経済の変質は金利水準や景気そのものにも大きな影響があることだろう。クレジット市場への影響に対象を絞っても、いわゆるSDGs債を殊更に評価してよいのかという疑念が生じるし、エネルギー価格の高騰によって、運輸だけでなく、電力やガス、自動車など幅広い産業が大きな影響を受けることも考えられる。決してウクライナ問題は、起債市場にとって対岸の火事ではない。

この週の起債の中でも、トランジションボンドを募集した日本航空、同じくトランジションボンドを募集した東京ガス、普通社債を募集した東邦ガスは、ウクライナ情勢とその展開による影響を大きく受ける発行体である。既に北京オリンピック期間中からロシア軍による侵攻懸念が報道され、16日にも可能性がというXデイ報道があった中では、24日の実際の侵攻開始を待つまでもなく、クレジットイベントへの懸念を意識すべきである。実際には、軍事力を行使した侵攻には踏み切らないのではといった期待的観測もあったが、投資家が意識すべきなのは可能性である。
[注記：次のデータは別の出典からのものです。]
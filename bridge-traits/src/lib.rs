//! # Host Bridge Traits
//!
//! Abstractions the playback coordinator consumes but does not own.
//!
//! ## Overview
//!
//! This crate defines the contract between the coordinator core and its
//! external collaborators. Each trait represents a boundary that the host
//! application (or a test harness) must implement:
//!
//! - [`HostChannel`](host::HostChannel) - message transport to the sandboxed
//!   Rendering Host, together with the typed wire protocol
//!   ([`HostInstruction`](host::HostInstruction) / [`HostEvent`](host::HostEvent))
//! - [`CredentialSource`](credentials::CredentialSource) - the external
//!   credential/session manager supplying valid access tokens for premium
//!   providers
//! - [`SettingsStore`](storage::SettingsStore) - durable key-value storage
//!   used for layout geometry persistence
//! - [`Clock`](clock::Clock) - injectable time source for deterministic tests
//!
//! ## Fail-Fast Strategy
//!
//! The core fails fast with descriptive errors when a required capability is
//! missing; see `core-runtime`'s configuration module. Bridge implementations
//! should convert platform-specific failures into [`BridgeError`] with
//! actionable messages.
//!
//! ## Thread Safety
//!
//! All bridge traits require `Send + Sync` bounds so implementations can be
//! shared across async tasks behind `Arc`.

pub mod clock;
pub mod credentials;
pub mod error;
pub mod host;
pub mod storage;

pub use error::BridgeError;

// Re-export commonly used types
pub use clock::{Clock, ManualClock, SystemClock};
pub use credentials::{AccessToken, CredentialSource, StaticCredentialSource};
pub use host::{HostChannel, HostEvent, HostInstruction};
pub use storage::{MemorySettingsStore, SettingsStore};
//! Viewport-aware position math.
//!
//! Pure functions; the store in [`crate::store`] owns the state.

use serde::{Deserialize, Serialize};

/// Minimum gap kept between the window's bounding box and the viewport
/// edge, in logical pixels.
pub const VIEWPORT_MARGIN: f64 = 16.0;

#[derive(Debug, Clone, Copy, PartialEq, Default, Serialize, Deserialize)]
pub struct Point {
    pub x: f64,
    pub y: f64,
}

impl Point {
    pub fn new(x: f64, y: f64) -> Self {
        Self { x, y }
    }

    pub fn offset(&self, dx: f64, dy: f64) -> Self {
        Self::new(self.x + dx, self.y + dy)
    }

    fn squared_distance(&self, other: &Point) -> f64 {
        let dx = self.x - other.x;
        let dy = self.y - other.y;
        dx * dx + dy * dy
    }
}

#[derive(Debug, Clone, Copy, PartialEq, Serialize, Deserialize)]
pub struct Size {
    pub width: f64,
    pub height: f64,
}

impl Size {
    pub fn new(width: f64, height: f64) -> Self {
        Self { width, height }
    }
}

#[derive(Debug, Clone, Copy, PartialEq)]
pub struct Viewport {
    pub width: f64,
    pub height: f64,
}

impl Viewport {
    pub fn new(width: f64, height: f64) -> Self {
        Self { width, height }
    }
}

/// Clamp `position` so the element's bounding box stays within
/// `[margin, viewport - element - margin]` on both axes.
///
/// When the element plus margins exceeds the viewport on an axis the
/// position pins to the margin.
pub fn clamp_position(position: Point, element: Size, viewport: Viewport) -> Point {
    let max_x = (viewport.width - element.width - VIEWPORT_MARGIN).max(VIEWPORT_MARGIN);
    let max_y = (viewport.height - element.height - VIEWPORT_MARGIN).max(VIEWPORT_MARGIN);
    Point::new(
        position.x.clamp(VIEWPORT_MARGIN, max_x),
        position.y.clamp(VIEWPORT_MARGIN, max_y),
    )
}

/// The four positions an element can occupy flush against a viewport
/// corner, respecting the margin.
pub fn corner_positions(element: Size, viewport: Viewport) -> [Point; 4] {
    let right = (viewport.width - element.width - VIEWPORT_MARGIN).max(VIEWPORT_MARGIN);
    let bottom = (viewport.height - element.height - VIEWPORT_MARGIN).max(VIEWPORT_MARGIN);
    [
        Point::new(VIEWPORT_MARGIN, VIEWPORT_MARGIN),
        Point::new(right, VIEWPORT_MARGIN),
        Point::new(VIEWPORT_MARGIN, bottom),
        Point::new(right, bottom),
    ]
}

/// Snap `position` to the nearest viewport corner by squared distance.
pub fn snap_to_corner(position: Point, element: Size, viewport: Viewport) -> Point {
    let corners = corner_positions(element, viewport);
    corners
        .into_iter()
        .min_by(|a, b| {
            position
                .squared_distance(a)
                .total_cmp(&position.squared_distance(b))
        })
        .unwrap_or(position)
}
//! # Core Layout
//!
//! Window geometry for the player's three presentations: viewport-clamped
//! positioning, compact-mode corner snapping, scale preferences, and
//! persistence across sessions through the host's settings storage.
//!
//! Geometry is mutated only by direct user manipulation, never by playback
//! events.

pub mod error;
pub mod geometry;
pub mod store;

pub use error::{LayoutError, Result};
pub use geometry::{
    clamp_position, corner_positions, snap_to_corner, Point, Size, Viewport, VIEWPORT_MARGIN,
};
pub use store::{
    LayoutMode, LayoutStore, PositionRecord, ScalePrefs, POSITIONS_KEY, SCALE_PREFS_KEY,
};
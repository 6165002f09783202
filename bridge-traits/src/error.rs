use thiserror::Error;

#[derive(Error, Debug)]
pub enum BridgeError {
    #[error("Bridge capability not available: {0}")]
    NotAvailable(String),

    #[error("Bridge operation failed: {0}")]
    OperationFailed(String),

    #[error("Storage error: {0}")]
    Storage(String),

    #[error("Channel closed: {0}")]
    ChannelClosed(String),
}

pub type Result<T> = std::result::Result<T, BridgeError>;
//! Native SDK boundary for premium-tier device playback.
//!
//! The real SDK negotiates a playback device tied to the user's premium
//! session and exposes remote transport controls; tests and demos plug in
//! fakes. Everything here is the provider's vocabulary, translated into the
//! uniform adapter contract by [`crate::adapter::ConnectAdapter`].

use async_trait::async_trait;
use thiserror::Error;

/// Identifier of a negotiated playback device.
#[derive(Debug, Clone, PartialEq, Eq, Hash)]
pub struct DeviceId(String);

impl DeviceId {
    pub fn new(id: impl Into<String>) -> Self {
        Self(id.into())
    }

    pub fn as_str(&self) -> &str {
        &self.0
    }
}

impl std::fmt::Display for DeviceId {
    fn fmt(&self, f: &mut std::fmt::Formatter<'_>) -> std::fmt::Result {
        f.write_str(&self.0)
    }
}

/// Snapshot of the remote player, polled at a fixed interval.
#[derive(Debug, Clone, PartialEq, Eq, Default)]
pub struct ConnectPlayerState {
    pub position_ms: u64,
    pub duration_ms: Option<u64>,
    pub is_playing: bool,
    pub title: Option<String>,
    pub artist: Option<String>,
    pub album: Option<String>,
    /// The current track played to completion.
    pub ended: bool,
}

#[derive(Debug, Error)]
pub enum ConnectError {
    /// The account lacks permission for device playback.
    #[error("Permission denied: {0}")]
    PermissionDenied(String),

    /// Device playback needs a premium subscription.
    #[error("Premium subscription required")]
    PremiumRequired,

    /// The negotiated device disappeared.
    #[error("Playback device not found")]
    DeviceNotFound,

    #[error("Network error: {0}")]
    Network(String),
}

impl ConnectError {
    /// Whether the failure means this capability path is closed to the user
    /// (as opposed to a transient fault).
    pub fn is_capability_failure(&self) -> bool {
        matches!(
            self,
            ConnectError::PermissionDenied(_) | ConnectError::PremiumRequired
        )
    }
}

/// Provider SDK surface used by the connect adapter.
#[async_trait]
pub trait ConnectSdk: Send + Sync {
    /// Negotiate a playback device for the given access token.
    async fn negotiate_device(&self, access_token: &str) -> Result<DeviceId, ConnectError>;

    /// Start playing `track_id` on the device, optionally from an offset.
    async fn play(
        &self,
        device: &DeviceId,
        track_id: &str,
        position_ms: Option<u64>,
    ) -> Result<(), ConnectError>;

    async fn pause(&self, device: &DeviceId) -> Result<(), ConnectError>;

    async fn resume(&self, device: &DeviceId) -> Result<(), ConnectError>;

    async fn seek(&self, device: &DeviceId, position_ms: u64) -> Result<(), ConnectError>;

    /// Volume in `[0.0, 1.0]`. The SDK has no separate mute; callers model
    /// mute as volume zero.
    async fn set_volume(&self, device: &DeviceId, volume: f32) -> Result<(), ConnectError>;

    /// Poll the authoritative player state.
    async fn player_state(&self, device: &DeviceId) -> Result<ConnectPlayerState, ConnectError>;

    /// Release the device when the session ends. Best effort.
    async fn release_device(&self, device: &DeviceId) -> Result<(), ConnectError>;
}
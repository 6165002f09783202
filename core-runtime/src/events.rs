//! # Event Bus System
//!
//! Provides an event-driven architecture for the playback coordinator using
//! `tokio::sync::broadcast`. UI layers (player controls, queue panel, toast
//! notifications) subscribe to typed events instead of polling coordinator
//! state.
//!
//! ## Overview
//!
//! - **Event Types**: strongly-typed enum hierarchies per domain
//! - **EventBus**: central broadcast channel for publishing events
//! - **Subscription Management**: multiple subscribers listen independently
//!
//! ## Usage
//!
//! ```rust
//! use core_runtime::events::{EventBus, CoreEvent, SessionEvent};
//!
//! let event_bus = EventBus::new(100);
//! let mut stream = event_bus.subscribe();
//!
//! let event = CoreEvent::Session(SessionEvent::Requesting {
//!     provider: "spotify".to_string(),
//!     track_id: "4uLU6hMCjMI75M1A2tKUQC".to_string(),
//! });
//! event_bus.emit(event).ok();
//! ```
//!
//! ## Error Handling
//!
//! The bus uses `tokio::sync::broadcast`; subscribers handle
//! `RecvError::Lagged(n)` as non-fatal (they missed `n` events and can keep
//! receiving) and treat `RecvError::Closed` as shutdown.

use serde::{Deserialize, Serialize};
use tokio::sync::broadcast;

// Re-export commonly used types
pub use tokio::sync::broadcast::error::{RecvError, SendError};
pub use tokio::sync::broadcast::Receiver;

/// Default buffer size for the event bus channel.
///
/// Subscribers that can't keep up will receive `RecvError::Lagged`.
pub const DEFAULT_EVENT_BUFFER_SIZE: usize = 100;

// ============================================================================
// Core Event Types
// ============================================================================

/// Top-level event enum encompassing all event categories.
#[derive(Debug, Clone, Serialize, Deserialize, PartialEq)]
#[serde(tag = "type", content = "payload")]
pub enum CoreEvent {
    /// Playback lifecycle and position events
    Playback(PlaybackEvent),
    /// Session lifecycle events (requesting, activation, degradation)
    Session(SessionEvent),
    /// Presentation and window layout events
    Layout(LayoutEvent),
}

impl CoreEvent {
    /// Returns a human-readable description of the event.
    pub fn description(&self) -> &str {
        match self {
            CoreEvent::Playback(e) => e.description(),
            CoreEvent::Session(e) => e.description(),
            CoreEvent::Layout(e) => e.description(),
        }
    }

    /// Returns the severity level of the event.
    pub fn severity(&self) -> EventSeverity {
        match self {
            CoreEvent::Playback(PlaybackEvent::Error { .. }) => EventSeverity::Error,
            CoreEvent::Session(SessionEvent::ProviderUnavailable { .. }) => EventSeverity::Error,
            CoreEvent::Session(SessionEvent::Degraded { .. }) => EventSeverity::Warning,
            CoreEvent::Session(SessionEvent::Activated { .. }) => EventSeverity::Info,
            CoreEvent::Playback(PlaybackEvent::Started { .. }) => EventSeverity::Info,
            _ => EventSeverity::Debug,
        }
    }
}

/// Event severity levels for filtering and logging.
#[derive(Debug, Clone, Copy, PartialEq, Eq, PartialOrd, Ord, Serialize, Deserialize)]
pub enum EventSeverity {
    /// Debug-level events (verbose)
    Debug,
    /// Informational events
    Info,
    /// Warning events
    Warning,
    /// Error events
    Error,
}

// ============================================================================
// Playback Events
// ============================================================================

/// Events describing the active track's playback lifecycle.
#[derive(Debug, Clone, Serialize, Deserialize, PartialEq)]
#[serde(tag = "event")]
pub enum PlaybackEvent {
    /// Playback started for a track.
    Started {
        /// Provider family serving the track.
        provider: String,
        /// The track that started playing.
        track_id: String,
    },
    /// Playback paused.
    Paused,
    /// Playback resumed.
    Resumed,
    /// Authoritative position update accepted by the coordinator.
    PositionChanged {
        /// Authoritative position in milliseconds.
        position_ms: u64,
        /// Track duration when known.
        duration_ms: Option<u64>,
    },
    /// The active track played to completion.
    TrackCompleted {
        /// The track that finished.
        track_id: String,
    },
    /// Playback stopped and the session was discarded.
    Stopped,
    /// A playback error was reported by the active provider.
    Error {
        /// Human-readable error message.
        message: String,
        /// Whether playback may resume on the next authoritative update.
        recoverable: bool,
    },
}

impl PlaybackEvent {
    fn description(&self) -> &str {
        match self {
            PlaybackEvent::Started { .. } => "Playback started",
            PlaybackEvent::Paused => "Playback paused",
            PlaybackEvent::Resumed => "Playback resumed",
            PlaybackEvent::PositionChanged { .. } => "Playback position updated",
            PlaybackEvent::TrackCompleted { .. } => "Track completed",
            PlaybackEvent::Stopped => "Playback stopped",
            PlaybackEvent::Error { .. } => "Playback error",
        }
    }
}

// ============================================================================
// Session Events
// ============================================================================

/// Events describing the playback session's lifecycle and capability state.
#[derive(Debug, Clone, Serialize, Deserialize, PartialEq)]
#[serde(tag = "event")]
pub enum SessionEvent {
    /// A playback request was accepted and an adapter is being prepared.
    Requesting {
        /// Provider family chosen for the request.
        provider: String,
        /// The requested track.
        track_id: String,
    },
    /// The adapter reported readiness; the session is active.
    Activated {
        /// Provider family serving the session.
        provider: String,
        /// The active track.
        track_id: String,
        /// Whether the seek control should be enabled for this session.
        seekable: bool,
    },
    /// The session fell back to a lower-capability adapter path.
    Degraded {
        /// Provider family that was downgraded.
        provider: String,
        /// User-visible note explaining the downgrade.
        reason: String,
    },
    /// The provider cannot deliver embedded playback at all; the deep link
    /// is the explicit fallback action to surface.
    ProviderUnavailable {
        /// Provider family that is unavailable.
        provider: String,
        /// Outbound destination offered to the user.
        deep_link: String,
        /// Human-readable error message.
        message: String,
    },
    /// Playback is only possible as an outbound deep link for this provider.
    OutboundOnly {
        /// Provider family with no embeddable surface.
        provider: String,
        /// Outbound destination to present as an explicit action.
        deep_link: String,
    },
    /// The user closed the player; the session was discarded.
    Closed,
}

impl SessionEvent {
    fn description(&self) -> &str {
        match self {
            SessionEvent::Requesting { .. } => "Preparing playback session",
            SessionEvent::Activated { .. } => "Playback session active",
            SessionEvent::Degraded { .. } => "Session degraded to lower-capability path",
            SessionEvent::ProviderUnavailable { .. } => "Provider unavailable",
            SessionEvent::OutboundOnly { .. } => "Provider is link-only",
            SessionEvent::Closed => "Session closed",
        }
    }
}

// ============================================================================
// Layout Events
// ============================================================================

/// Events describing presentation and window layout changes.
#[derive(Debug, Clone, Serialize, Deserialize, PartialEq)]
#[serde(tag = "event")]
pub enum LayoutEvent {
    /// The player switched presentation (full, compact, mini).
    PresentationChanged {
        /// The new presentation mode name.
        mode: String,
    },
    /// The player entered the cinema (fullscreen overlay) state.
    CinemaEntered,
    /// The player left the cinema state.
    CinemaExited,
    /// Window geometry was persisted to durable storage.
    GeometryPersisted {
        /// The layout mode whose geometry was written.
        mode: String,
    },
}

impl LayoutEvent {
    fn description(&self) -> &str {
        match self {
            LayoutEvent::PresentationChanged { .. } => "Presentation changed",
            LayoutEvent::CinemaEntered => "Entered cinema mode",
            LayoutEvent::CinemaExited => "Exited cinema mode",
            LayoutEvent::GeometryPersisted { .. } => "Layout geometry persisted",
        }
    }
}

// ============================================================================
// Event Bus
// ============================================================================

/// Central broadcast channel for publishing [`CoreEvent`]s.
///
/// Cloning the bus is cheap; all clones publish into the same channel.
#[derive(Debug, Clone)]
pub struct EventBus {
    sender: broadcast::Sender<CoreEvent>,
}

impl EventBus {
    /// Creates a new event bus with the specified buffer size.
    ///
    /// # Arguments
    ///
    /// * `capacity` - Maximum number of events to buffer per subscriber.
    ///   When a subscriber falls behind by more than this amount, it will
    ///   receive a `RecvError::Lagged` error.
    pub fn new(capacity: usize) -> Self {
        let (sender, _) = broadcast::channel(capacity);
        Self { sender }
    }

    /// Creates a new event bus with the default buffer size.
    #[allow(clippy::should_implement_trait)]
    pub fn default() -> Self {
        Self::new(DEFAULT_EVENT_BUFFER_SIZE)
    }

    /// Publishes an event to all subscribers.
    ///
    /// Returns the number of subscribers that received the event.
    /// Returns an error if there are no active subscribers.
    pub fn emit(&self, event: CoreEvent) -> Result<usize, SendError<CoreEvent>> {
        self.sender.send(event)
    }

    /// Creates a new subscriber to receive events.
    ///
    /// Each call creates an independent receiver that will receive all
    /// future events. Past events are not replayed.
    pub fn subscribe(&self) -> Receiver<CoreEvent> {
        self.sender.subscribe()
    }

    /// Returns the number of active subscribers.
    pub fn subscriber_count(&self) -> usize {
        self.sender.receiver_count()
    }
}

#[cfg(test)]
mod tests {
    use super::*;

    #[tokio::test]
    async fn emit_reaches_all_subscribers() {
        let bus = EventBus::new(16);
        let mut a = bus.subscribe();
        let mut b = bus.subscribe();

        let event = CoreEvent::Playback(PlaybackEvent::Paused);
        let delivered = bus.emit(event.clone()).unwrap();
        assert_eq!(delivered, 2);

        assert_eq!(a.recv().await.unwrap(), event);
        assert_eq!(b.recv().await.unwrap(), event);
    }

    #[test]
    fn emit_without_subscribers_is_an_error() {
        let bus = EventBus::new(16);
        assert!(bus
            .emit(CoreEvent::Layout(LayoutEvent::CinemaEntered))
            .is_err());
    }

    #[test]
    fn severity_classification() {
        let error = CoreEvent::Playback(PlaybackEvent::Error {
            message: "decode failed".to_string(),
            recoverable: true,
        });
        assert_eq!(error.severity(), EventSeverity::Error);

        let degraded = CoreEvent::Session(SessionEvent::Degraded {
            provider: "spotify".to_string(),
            reason: "premium required".to_string(),
        });
        assert_eq!(degraded.severity(), EventSeverity::Warning);

        let position = CoreEvent::Playback(PlaybackEvent::PositionChanged {
            position_ms: 100,
            duration_ms: None,
        });
        assert_eq!(position.severity(), EventSeverity::Debug);
    }

    #[test]
    fn events_serialize_with_tags() {
        let event = CoreEvent::Session(SessionEvent::OutboundOnly {
            provider: "applemusic".to_string(),
            deep_link: "https://music.apple.com/song/123".to_string(),
        });
        let json = serde_json::to_value(&event).unwrap();
        assert_eq!(json["type"], "Session");
        assert_eq!(json["payload"]["event"], "OutboundOnly");
    }
}
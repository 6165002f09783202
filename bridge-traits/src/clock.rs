//! Time Abstractions
//!
//! Provides an injectable time source so token-expiry checks and debounce
//! windows can be driven deterministically in tests.

use chrono::{DateTime, Duration, Utc};
use parking_lot::Mutex;

/// Time source trait
///
/// Abstracts system time to enable deterministic testing.
///
/// # Example
///
/// ```ignore
/// use bridge_traits::clock::Clock;
///
/// fn log_timestamp(clock: &dyn Clock) {
///     let now = clock.now();
///     println!("Current time: {}", now);
/// }
/// ```
pub trait Clock: Send + Sync {
    /// Get current UTC time
    fn now(&self) -> DateTime<Utc>;

    /// Get current Unix timestamp in seconds
    fn unix_timestamp(&self) -> i64 {
        self.now().timestamp()
    }

    /// Get current Unix timestamp in milliseconds
    fn unix_timestamp_millis(&self) -> i64 {
        self.now().timestamp_millis()
    }
}

/// System clock implementation using actual system time
#[derive(Debug, Clone)]
pub struct SystemClock;

impl Clock for SystemClock {
    fn now(&self) -> DateTime<Utc> {
        Utc::now()
    }
}

/// Manually-steered clock for tests.
///
/// Frozen at construction time; tests advance it explicitly.
#[derive(Debug)]
pub struct ManualClock {
    now: Mutex<DateTime<Utc>>,
}

impl ManualClock {
    pub fn new(start: DateTime<Utc>) -> Self {
        Self {
            now: Mutex::new(start),
        }
    }

    /// Advance the clock by the given duration.
    pub fn advance(&self, by: Duration) {
        let mut now = self.now.lock();
        *now += by;
    }

    /// Jump the clock to an absolute instant.
    pub fn set(&self, to: DateTime<Utc>) {
        *self.now.lock() = to;
    }
}

impl Clock for ManualClock {
    fn now(&self) -> DateTime<Utc> {
        *self.now.lock()
    }
}
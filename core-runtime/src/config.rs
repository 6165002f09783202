//! # Core Configuration Module
//!
//! Provides configuration management for the playback coordinator core.
//!
//! ## Overview
//!
//! The configuration system uses a builder pattern to construct a
//! [`CoreConfig`] instance holding the host bridges and tunables the
//! coordinator needs. It enforces fail-fast validation so a missing bridge
//! surfaces as a descriptive [`Error::CapabilityMissing`] at startup rather
//! than a panic mid-playback.
//!
//! ## Required Dependencies
//!
//! - `SettingsStore` - layout geometry persistence
//! - `CredentialSource` - premium-provider access tokens
//! - `HostChannel` - message transport to the Rendering Host
//!
//! ## Usage
//!
//! ```ignore
//! use core_runtime::config::CoreConfig;
//!
//! let config = CoreConfig::builder()
//!     .settings_store(store)
//!     .credential_source(credentials)
//!     .host_channel(channel)
//!     .build()?;
//! ```

use bridge_traits::{CredentialSource, HostChannel, SettingsStore};
use std::sync::Arc;
use std::time::Duration;

use crate::error::{Error, Result};

/// Default authoritative-status poll interval for polling adapters.
pub const DEFAULT_STATUS_POLL_INTERVAL: Duration = Duration::from_millis(400);

/// Default bound on premium device negotiation.
pub const DEFAULT_NEGOTIATION_TIMEOUT: Duration = Duration::from_secs(8);

/// Assembled configuration for the coordinator core.
#[derive(Clone)]
pub struct CoreConfig {
    /// Durable key-value storage for layout geometry.
    pub settings_store: Arc<dyn SettingsStore>,
    /// External credential/session manager for premium providers.
    pub credential_source: Arc<dyn CredentialSource>,
    /// Message transport to the Rendering Host.
    pub host_channel: Arc<dyn HostChannel>,
    /// Event bus buffer size.
    pub event_buffer_size: usize,
    /// Fixed interval between authoritative-status polls.
    pub status_poll_interval: Duration,
    /// Bound on premium device negotiation before falling back.
    pub negotiation_timeout: Duration,
}

impl CoreConfig {
    /// Start building a configuration.
    pub fn builder() -> CoreConfigBuilder {
        CoreConfigBuilder::default()
    }
}

/// Builder for [`CoreConfig`] with fail-fast validation.
#[derive(Default)]
pub struct CoreConfigBuilder {
    settings_store: Option<Arc<dyn SettingsStore>>,
    credential_source: Option<Arc<dyn CredentialSource>>,
    host_channel: Option<Arc<dyn HostChannel>>,
    event_buffer_size: Option<usize>,
    status_poll_interval: Option<Duration>,
    negotiation_timeout: Option<Duration>,
}

impl CoreConfigBuilder {
    /// Provide the settings store bridge.
    pub fn settings_store(mut self, store: Arc<dyn SettingsStore>) -> Self {
        self.settings_store = Some(store);
        self
    }

    /// Provide the credential source bridge.
    pub fn credential_source(mut self, source: Arc<dyn CredentialSource>) -> Self {
        self.credential_source = Some(source);
        self
    }

    /// Provide the Rendering Host channel bridge.
    pub fn host_channel(mut self, channel: Arc<dyn HostChannel>) -> Self {
        self.host_channel = Some(channel);
        self
    }

    /// Override the event bus buffer size.
    pub fn event_buffer_size(mut self, size: usize) -> Self {
        self.event_buffer_size = Some(size);
        self
    }

    /// Override the authoritative-status poll interval.
    pub fn status_poll_interval(mut self, interval: Duration) -> Self {
        self.status_poll_interval = Some(interval);
        self
    }

    /// Override the premium device negotiation timeout.
    pub fn negotiation_timeout(mut self, timeout: Duration) -> Self {
        self.negotiation_timeout = Some(timeout);
        self
    }

    /// Validate and assemble the configuration.
    ///
    /// # Errors
    ///
    /// Returns [`Error::CapabilityMissing`] when a required bridge was not
    /// provided, naming the missing capability.
    pub fn build(self) -> Result<CoreConfig> {
        let settings_store = self.settings_store.ok_or_else(|| Error::CapabilityMissing {
            capability: "SettingsStore".to_string(),
            message: "No settings store provided. Layout geometry cannot be persisted \
                      without one; inject a platform-backed implementation."
                .to_string(),
        })?;

        let credential_source =
            self.credential_source
                .ok_or_else(|| Error::CapabilityMissing {
                    capability: "CredentialSource".to_string(),
                    message: "No credential source provided. Premium providers require \
                              an external credential/session manager."
                        .to_string(),
                })?;

        let host_channel = self.host_channel.ok_or_else(|| Error::CapabilityMissing {
            capability: "HostChannel".to_string(),
            message: "No Rendering Host channel provided. Embedded playback is \
                      impossible without the host message transport."
                .to_string(),
        })?;

        Ok(CoreConfig {
            settings_store,
            credential_source,
            host_channel,
            event_buffer_size: self
                .event_buffer_size
                .unwrap_or(crate::events::DEFAULT_EVENT_BUFFER_SIZE),
            status_poll_interval: self
                .status_poll_interval
                .unwrap_or(DEFAULT_STATUS_POLL_INTERVAL),
            negotiation_timeout: self
                .negotiation_timeout
                .unwrap_or(DEFAULT_NEGOTIATION_TIMEOUT),
        })
    }
}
18日の金曜日に電力会社がこぞって起債したのも、発行体側から見れば状況変化の前にという当然のアクションであり、ウクライナ情勢の変化を考慮せず、安易な購入判断を行った投資家こそが責められるべきだろう。

ロシアに対する経済制裁が本格的に長期化するならば、エネルギー価格の上昇は必至であり、その影響を受けて様々な物価の上昇は確実視される。それだけでなく、円安となる可能性が高まることもあって、日銀がイールドカーブコントロールの対象外とする超長期金利の上昇が強く懸念される(景気の頭が大きく抑えられることで、金利が低下するというパスも考えられるが、それは少し長めの時間軸であろう)。業種によっては、超長期の資金調達意図があるならば急ぐべきであるし、特に、起債市場の実動期間が3月中旬までの2週間ほどしか残っていない中では、ウクライナ情勢の変化を待つべきではない。年度末に向けて、トランジションボンドやグリーンボンドといったSDGs債の起債観測が数多く見られているが、逆の立場にある投資家は慎重に取り組んだ方が良いだろう。年度末を越えた時の起債環境がどのように変化しているか、およそ40日後の世界情勢を予測することは容易ではない。少なくとも、現在が平時であるという認識、他人事という意識は、改めておいた方が良いのである。